Cambridge Spark - Data Science Courses /

March 22 2019 /

11 minute read

Introduction

I'm a teaching assistant for several MSc courses, covering natural language processing, natural language understanding, information retrieval and Python programming. Students on these courses, as part of their coursework, often have to produce visualisations of data. Usually, for these types of questions, the format of the visualisation is made clear.

For more open-ended tasks where students are free to follow their own processes, however, I find that students often make visualisation choices which impede the reader's ability to quickly reach the conclusion they are trying to illustrate. This is usually due to one, or more, of several reasons.

In this blog post, I'll first lay out what sort of questions you need to ask yourself before you start plotting. These questions are all based on understanding what data you have and what you want to achieve. Then, I'll give examples of how you could proceed, in a variety of simple situations, and produce plots that show what you want.
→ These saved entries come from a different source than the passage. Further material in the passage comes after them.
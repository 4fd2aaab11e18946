//! Client terminal commands.
//!
//! Validation is purely local: a bad argument produces a
//! [`ValidationError`], nothing is published, and the input loop
//! continues.

use crate::data::{ArmyMove, Location, Rank, Unit};
use crate::error::ValidationError;
use crate::state::GameState;

/// `spawn <location> <rank>` — create a unit. Returns the new unit's id.
pub fn command_spawn(gs: &mut GameState, args: &[&str]) -> Result<u32, ValidationError> {
    let [location, rank] = args else {
        return Err(ValidationError::Usage("spawn <location> <rank>"));
    };
    let location: Location = location
        .parse()
        .map_err(|_| ValidationError::InvalidLocation((*location).to_owned()))?;
    let rank: Rank = rank
        .parse()
        .map_err(|_| ValidationError::InvalidRank((*rank).to_owned()))?;

    let id = gs.next_unit_id();
    gs.add_unit(Unit { id, rank, location });
    println!("Spawned a(n) {rank} in {location} with id {id}");
    Ok(id)
}

/// `move <location> <id...>` — relocate units and build the move event to
/// publish. The returned [`ArmyMove`] carries a post-move snapshot of the
/// player.
pub fn command_move(gs: &mut GameState, args: &[&str]) -> Result<ArmyMove, ValidationError> {
    let [location, ids @ ..] = args else {
        return Err(ValidationError::Usage("move <location> <id...>"));
    };
    if ids.is_empty() {
        return Err(ValidationError::Usage("move <location> <id...>"));
    }
    let to_location: Location = location
        .parse()
        .map_err(|_| ValidationError::InvalidLocation((*location).to_owned()))?;

    // Validate every id before touching state.
    let mut unit_ids = Vec::with_capacity(ids.len());
    for raw in ids {
        let id: u32 = raw
            .parse()
            .map_err(|_| ValidationError::InvalidUnitId((*raw).to_owned()))?;
        if gs.get_unit(id).is_none() {
            return Err(ValidationError::NoSuchUnit(id));
        }
        unit_ids.push(id);
    }

    let mut moved = Vec::with_capacity(unit_ids.len());
    for id in unit_ids {
        // Presence checked above.
        if let Some(unit) = gs.get_unit(id) {
            let mut unit = unit.clone();
            unit.location = to_location;
            gs.update_unit(unit.clone());
            moved.push(unit);
        }
    }
    println!("Moved {} unit(s) to {to_location}", moved.len());

    Ok(ArmyMove {
        player: gs.player_snapshot(),
        to_location,
        units: moved,
    })
}

/// `status` — narrate the player's current army and pause flag.
pub fn command_status(gs: &GameState) {
    if gs.is_paused() {
        println!("The game is paused.");
    } else {
        println!("The game is not paused.");
    }
    println!("You are {}", gs.username());
    let count = gs.units().count();
    println!("You have {count} unit(s):");
    for unit in gs.units() {
        println!("  * id {}: {} in {}", unit.id, unit.rank, unit.location);
    }
}

const SPAM_MESSAGES: [&str; 5] = [
    "my army is unbeatable",
    "free units at americas, no catch",
    "this war was rigged",
    "artillery is overpowered, nerf it",
    "lost my cavalry behind the couch",
];

/// One junk log line for the `spam` command.
pub fn malicious_log() -> String {
    let idx = fastrand::usize(..SPAM_MESSAGES.len());
    SPAM_MESSAGES[idx].to_owned()
}
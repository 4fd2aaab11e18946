//! War resolution.
//!
//! A `RecognitionOfWar` is broadcast by the defender and resolved by the
//! attacker's client. Resolution is a deterministic decision tree over the
//! snapshots carried in the message; the only state mutation is casualty
//! removal on the losing (or drawing) client's own army.

use crate::data::{power_level, RecognitionOfWar, Unit};
use crate::moves::overlapping_location;
use crate::state::GameState;

/// Exactly one variant is produced per resolution.
#[derive(Debug, Clone, PartialEq, Eq)]
pub enum WarResolution {
    /// This client is not a combatant, or is the defender re-consuming its
    /// own broadcast.
    NotInvolved,
    /// The combatants share no location; the war dissolves with no
    /// casualties.
    NoUnits,
    YouWon { winner: String, loser: String },
    OpponentWon { winner: String, loser: String },
    Draw { attacker: String, defender: String },
}

fn narrate_units(username: &str, units: &[&Unit]) {
    println!("{username}'s units:");
    for unit in units {
        println!("  * {}", unit.rank);
    }
}

/// Resolve a war declaration against local state.
///
/// Casualties are applied only to the local army: the loser of an uneven
/// war removes its units at the overlap location, and a draw removes them
/// on both participants symmetrically (each client runs this same
/// function on its own copy).
pub fn resolve_war(gs: &mut GameState, row: &RecognitionOfWar) -> WarResolution {
    println!();
    println!("==== War Declared ====");
    println!(
        "{} has declared war on {}!",
        row.attacker.username, row.defender.username,
    );

    let local = gs.username().to_owned();

    if local == row.defender.username {
        println!("{local}, you published the war.");
        println!("------------------------");
        return WarResolution::NotInvolved;
    }
    if local != row.attacker.username {
        println!("{local}, you are not involved in this war.");
        println!("------------------------");
        return WarResolution::NotInvolved;
    }

    let Some(overlap) = overlapping_location(&row.attacker, &row.defender) else {
        println!("Error! No units are in the same location. No war will be fought.");
        println!("------------------------");
        return WarResolution::NoUnits;
    };

    let attacker_units = row.attacker.units_at(overlap);
    let defender_units = row.defender.units_at(overlap);
    narrate_units(&row.attacker.username, &attacker_units);
    narrate_units(&row.defender.username, &defender_units);

    let attacker_power = power_level(attacker_units.iter().copied());
    let defender_power = power_level(defender_units.iter().copied());
    println!("Attacker has a power level of {attacker_power}");
    println!("Defender has a power level of {defender_power}");

    if attacker_power != defender_power {
        let (winner, loser) = if attacker_power > defender_power {
            (&row.attacker.username, &row.defender.username)
        } else {
            (&row.defender.username, &row.attacker.username)
        };
        println!("{winner} has won the war!");

        if local == *loser {
            println!("You have lost the war!");
            gs.remove_units_in_location(overlap);
            println!("Your units in {overlap} have been killed.");
            println!("------------------------");
            return WarResolution::OpponentWon {
                winner: winner.clone(),
                loser: loser.clone(),
            };
        }
        println!("------------------------");
        return WarResolution::YouWon {
            winner: winner.clone(),
            loser: loser.clone(),
        };
    }

    println!("The war ended in a draw!");
    println!("Your units in {overlap} have been killed.");
    gs.remove_units_in_location(overlap);
    println!("------------------------");
    WarResolution::Draw {
        attacker: row.attacker.username.clone(),
        defender: row.defender.username.clone(),
    }
}

#[cfg(test)]
mod tests {
    use super::*;
    use crate::data::{Location, Player, Rank};

    fn army(username: &str, units: &[(u32, Rank, Location)]) -> Player {
        let mut player = Player::new(username);
        for &(id, rank, location) in units {
            player.units.insert(id, Unit { id, rank, location });
        }
        player
    }

    fn state_of(player: &Player) -> GameState {
        let mut gs = GameState::new(player.username.clone());
        for unit in player.units.values() {
            gs.add_unit(unit.clone());
        }
        gs
    }

    #[test]
    fn defender_reconsuming_own_broadcast_is_not_involved() {
        let attacker = army("ada", &[(1, Rank::Infantry, Location::Asia)]);
        let defender = army("bruno", &[(1, Rank::Infantry, Location::Asia)]);
        let mut gs = state_of(&defender);

        let row = RecognitionOfWar { attacker, defender };
        assert_eq!(resolve_war(&mut gs, &row), WarResolution::NotInvolved);
        assert_eq!(gs.units().count(), 1, "state must be untouched");
    }

    #[test]
    fn bystander_is_not_involved() {
        let attacker = army("ada", &[(1, Rank::Infantry, Location::Asia)]);
        let defender = army("bruno", &[(1, Rank::Infantry, Location::Asia)]);
        let mut gs = GameState::new("cleo");

        let row = RecognitionOfWar { attacker, defender };
        assert_eq!(resolve_war(&mut gs, &row), WarResolution::NotInvolved);
    }

    #[test]
    fn disjoint_armies_dissolve_the_war() {
        let attacker = army("ada", &[(1, Rank::Artillery, Location::Europe)]);
        let defender = army("bruno", &[(1, Rank::Artillery, Location::Asia)]);
        let mut gs = state_of(&attacker);

        let row = RecognitionOfWar { attacker, defender };
        assert_eq!(resolve_war(&mut gs, &row), WarResolution::NoUnits);
        assert_eq!(gs.units().count(), 1);
    }

    #[test]
    fn stronger_attacker_wins_without_touching_own_state() {
        let attacker = army("ada", &[(1, Rank::Artillery, Location::Asia)]);
        let defender = army("bruno", &[(1, Rank::Infantry, Location::Asia)]);
        let mut gs = state_of(&attacker);

        let row = RecognitionOfWar { attacker, defender };
        assert_eq!(
            resolve_war(&mut gs, &row),
            WarResolution::YouWon {
                winner: "ada".into(),
                loser: "bruno".into(),
            }
        );
        assert_eq!(gs.units().count(), 1, "winner suffers no casualties");
    }

    #[test]
    fn weaker_attacker_loses_units_at_the_overlap() {
        let attacker = army(
            "ada",
            &[
                (1, Rank::Infantry, Location::Asia),
                (2, Rank::Cavalry, Location::Europe),
            ],
        );
        let defender = army("bruno", &[(1, Rank::Artillery, Location::Asia)]);
        let mut gs = state_of(&attacker);

        let row = RecognitionOfWar { attacker, defender };
        assert_eq!(
            resolve_war(&mut gs, &row),
            WarResolution::OpponentWon {
                winner: "bruno".into(),
                loser: "ada".into(),
            }
        );
        let survivors: Vec<u32> = gs.units().map(|u| u.id).collect();
        assert_eq!(survivors, vec![2], "only units outside the overlap survive");
    }

    #[test]
    fn equal_power_draws_and_removes_overlap_units() {
        let attacker = army("ada", &[(1, Rank::Cavalry, Location::Asia)]);
        let defender = army(
            "bruno",
            &[
                (1, Rank::Infantry, Location::Asia),
                (2, Rank::Infantry, Location::Asia),
                (3, Rank::Infantry, Location::Asia),
                (4, Rank::Infantry, Location::Asia),
                (5, Rank::Infantry, Location::Asia),
            ],
        );
        let mut gs = state_of(&attacker);

        let row = RecognitionOfWar { attacker, defender };
        assert_eq!(
            resolve_war(&mut gs, &row),
            WarResolution::Draw {
                attacker: "ada".into(),
                defender: "bruno".into(),
            }
        );
        assert_eq!(gs.units().count(), 0, "draw kills units on both sides");
    }

    // The concrete scenario from the design review: one artillery (10)
    // against one cavalry plus one infantry (6) at the same location.
    #[test]
    fn artillery_beats_cavalry_and_infantry_on_the_attacker_client() {
        let attacker = army("ada", &[(1, Rank::Artillery, Location::Europe)]);
        let defender = army(
            "bruno",
            &[
                (1, Rank::Cavalry, Location::Europe),
                (2, Rank::Infantry, Location::Europe),
            ],
        );
        let mut gs = state_of(&attacker);

        let row = RecognitionOfWar { attacker, defender };
        assert_eq!(
            resolve_war(&mut gs, &row),
            WarResolution::YouWon {
                winner: "ada".into(),
                loser: "bruno".into(),
            }
        );
    }
}
//! # Skirmish Simulation
//!
//! A scripted two-player game over the in-memory broker: both clients
//! spawn armies, one moves into contested territory, the resulting war is
//! resolved by the attacker's client, and the server appends the outcome
//! to the shared game log.

use std::sync::Arc;
use std::time::Duration;

use anyhow::Result;
use tokio::sync::Mutex;

use skirmish_broker::Broker;
use skirmish_core::routing::{
    per_player_key, wildcard_pattern, ARMY_MOVES_PREFIX, EXCHANGE_DIRECT, EXCHANGE_TOPIC,
    GAME_LOGS_PREFIX, PAUSE_KEY, WAR_RECOGNITIONS_PREFIX,
};
use skirmish_core::{
    command_move, command_spawn, command_status, publish_json, subscribe, ArmyMove, GameLog,
    GameLogHandler, GameLogWriter, GameState, MoveHandler, PauseHandler, PlayingState, Publisher,
    QueueType, RecognitionOfWar, Transport, WarHandler, WireFormat, GAME_LOG_FILE,
};

/// Bind the three client subscriptions for one player.
async fn start_client(broker: &Broker, username: &str, state: Arc<Mutex<GameState>>) -> Result<()> {
    let transport: Arc<dyn Transport> = Arc::new(broker.clone());
    let publisher: Arc<dyn Publisher> = Arc::new(broker.clone());

    subscribe::<PlayingState, _>(
        Arc::clone(&transport),
        EXCHANGE_DIRECT,
        &per_player_key(PAUSE_KEY, username),
        PAUSE_KEY,
        QueueType::Transient,
        WireFormat::Json,
        PauseHandler::new(Arc::clone(&state)),
    )
    .await?;

    subscribe::<ArmyMove, _>(
        Arc::clone(&transport),
        EXCHANGE_TOPIC,
        &per_player_key(ARMY_MOVES_PREFIX, username),
        &wildcard_pattern(ARMY_MOVES_PREFIX),
        QueueType::Transient,
        WireFormat::Json,
        MoveHandler::new(Arc::clone(&state), Arc::clone(&publisher)),
    )
    .await?;

    subscribe::<RecognitionOfWar, _>(
        transport,
        EXCHANGE_TOPIC,
        WAR_RECOGNITIONS_PREFIX,
        &wildcard_pattern(WAR_RECOGNITIONS_PREFIX),
        QueueType::Durable,
        WireFormat::Json,
        WarHandler::new(state, publisher),
    )
    .await?;

    Ok(())
}

#[tokio::main]
async fn main() -> Result<()> {
    tracing_subscriber::fmt()
        .with_env_filter(
            tracing_subscriber::EnvFilter::try_from_default_env()
                .unwrap_or_else(|_| "info".into()),
        )
        .init();

    println!("Starting Skirmish simulation...");
    let broker = Broker::new();

    // Server side: aggregate game logs onto disk.
    let transport: Arc<dyn Transport> = Arc::new(broker.clone());
    subscribe::<GameLog, _>(
        transport,
        EXCHANGE_TOPIC,
        GAME_LOGS_PREFIX,
        &wildcard_pattern(GAME_LOGS_PREFIX),
        QueueType::Durable,
        WireFormat::Cbor,
        GameLogHandler::new(GameLogWriter::new(GAME_LOG_FILE)),
    )
    .await?;

    // Two clients.
    let ada = Arc::new(Mutex::new(GameState::new("ada")));
    let bruno = Arc::new(Mutex::new(GameState::new("bruno")));
    start_client(&broker, "ada", Arc::clone(&ada)).await?;
    start_client(&broker, "bruno", Arc::clone(&bruno)).await?;

    // Build the armies.
    {
        let mut gs = ada.lock().await;
        command_spawn(&mut gs, &["europe", "artillery"])?;
    }
    {
        let mut gs = bruno.lock().await;
        command_spawn(&mut gs, &["europe", "cavalry"])?;
        command_spawn(&mut gs, &["europe", "infantry"])?;
    }

    // The server pauses, then resumes, the game.
    for is_paused in [true, false] {
        publish_json(
            &broker,
            EXCHANGE_DIRECT,
            PAUSE_KEY,
            &PlayingState { is_paused },
        )
        .await?;
    }

    // Ada marches into Bruno's territory.
    let mv = {
        let mut gs = ada.lock().await;
        command_move(&mut gs, &["europe", "1"])?
    };
    publish_json(
        &broker,
        EXCHANGE_TOPIC,
        &per_player_key(ARMY_MOVES_PREFIX, "ada"),
        &mv,
    )
    .await?;

    // Let the war resolve and the log flush (the log writer sleeps one
    // second per entry to model disk latency).
    tokio::time::sleep(Duration::from_secs(3)).await;

    println!();
    println!("Final states:");
    command_status(&*ada.lock().await);
    command_status(&*bruno.lock().await);

    broker.close();
    println!("Simulation complete; see {GAME_LOG_FILE}");
    Ok(())
}
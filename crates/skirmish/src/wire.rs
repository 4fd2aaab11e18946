//! Wire formats.
//!
//! Control, move, and war payloads travel as JSON; game-log payloads use
//! CBOR as the compact binary format. Each subscription declares its
//! format up front, so decode is never guessed from the payload.

use serde::de::DeserializeOwned;
use serde::Serialize;

use crate::error::DecodeError;

/// Declared serialization of a subscription or publish.
#[derive(Debug, Clone, Copy, PartialEq, Eq)]
pub enum WireFormat {
    Json,
    Cbor,
}

impl WireFormat {
    pub fn content_type(self) -> &'static str {
        match self {
            WireFormat::Json => "application/json",
            WireFormat::Cbor => "application/cbor",
        }
    }

    pub fn encode<T: Serialize>(self, value: &T) -> Result<Vec<u8>, String> {
        match self {
            WireFormat::Json => serde_json::to_vec(value).map_err(|e| e.to_string()),
            WireFormat::Cbor => serde_cbor::to_vec(value).map_err(|e| e.to_string()),
        }
    }

    pub fn decode<T: DeserializeOwned>(self, payload: &[u8]) -> Result<T, DecodeError> {
        match self {
            WireFormat::Json => Ok(serde_json::from_slice(payload)?),
            WireFormat::Cbor => Ok(serde_cbor::from_slice(payload)?),
        }
    }
}
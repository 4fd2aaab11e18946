//! Error taxonomy for the engine.
//!
//! Each category maps to a distinct recovery path: validation errors are
//! reported locally and never touch the broker, publish errors requeue the
//! delivery that triggered them, decode errors discard to the dead-letter
//! exchange, and persistence errors drop the log entry (at-most-once).

use thiserror::Error;

/// Malformed command arguments. Reported at the terminal; the input loop
/// continues and no message is affected.
#[derive(Debug, Error)]
pub enum ValidationError {
    #[error("usage: {0}")]
    Usage(&'static str),

    #[error("error: {0} is not a valid location")]
    InvalidLocation(String),

    #[error("error: {0} is not a valid unit")]
    InvalidRank(String),

    #[error("error: {0} is not a unit id")]
    InvalidUnitId(String),

    #[error("error: you have no unit with id {0}")]
    NoSuchUnit(u32),
}

/// Broker publish or confirm failure during a handler side effect.
///
/// The handler that hit this maps it to a requeue of the original
/// delivery, so the whole message is retried end to end.
#[derive(Debug, Error)]
pub enum PublishError {
    #[error("could not encode payload for {routing_key}: {reason}")]
    Encode { routing_key: String, reason: String },

    #[error("publish to {exchange} with key {routing_key} failed: {reason}")]
    Refused {
        exchange: String,
        routing_key: String,
        reason: String,
    },
}

/// Malformed delivery payload. Mapped to discard-with-dead-letter by the
/// subscription loop; never crashes the consumer.
#[derive(Debug, Error)]
pub enum DecodeError {
    #[error("invalid json payload: {0}")]
    Json(#[from] serde_json::Error),

    #[error("invalid cbor payload: {0}")]
    Cbor(#[from] serde_cbor::Error),
}

/// Failure to declare, bind, or consume. Fatal at subscription setup.
#[derive(Debug, Error)]
pub enum TransportError {
    #[error("unknown exchange {0}")]
    UnknownExchange(String),

    #[error("unknown queue {0}")]
    UnknownQueue(String),

    #[error("queue {queue} already declared with conflicting options: {reason}")]
    QueueConflict { queue: String, reason: String },

    #[error("connection closed")]
    ConnectionClosed,
}

/// Game-log write failure. Surfaced as a discard: log entries are
/// intentionally at-most-once.
#[derive(Debug, Error)]
pub enum PersistenceError {
    #[error("could not write to logs file: {0}")]
    Io(#[from] std::io::Error),
}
The focus will be on the intended purpose of your plots and the kind of data you have, though I'll also point out some things you want to consider such as other distinctions in your data that you want to illustrate, as well as general tips for aiding the reader in accessing and understanding your plots.

Requirements

Python 3
pandas
seaborn 0.9

What's the purpose of the visualisation?

Do you want to...
- show the relationship between variables?
- illustrate individual distributions of variables?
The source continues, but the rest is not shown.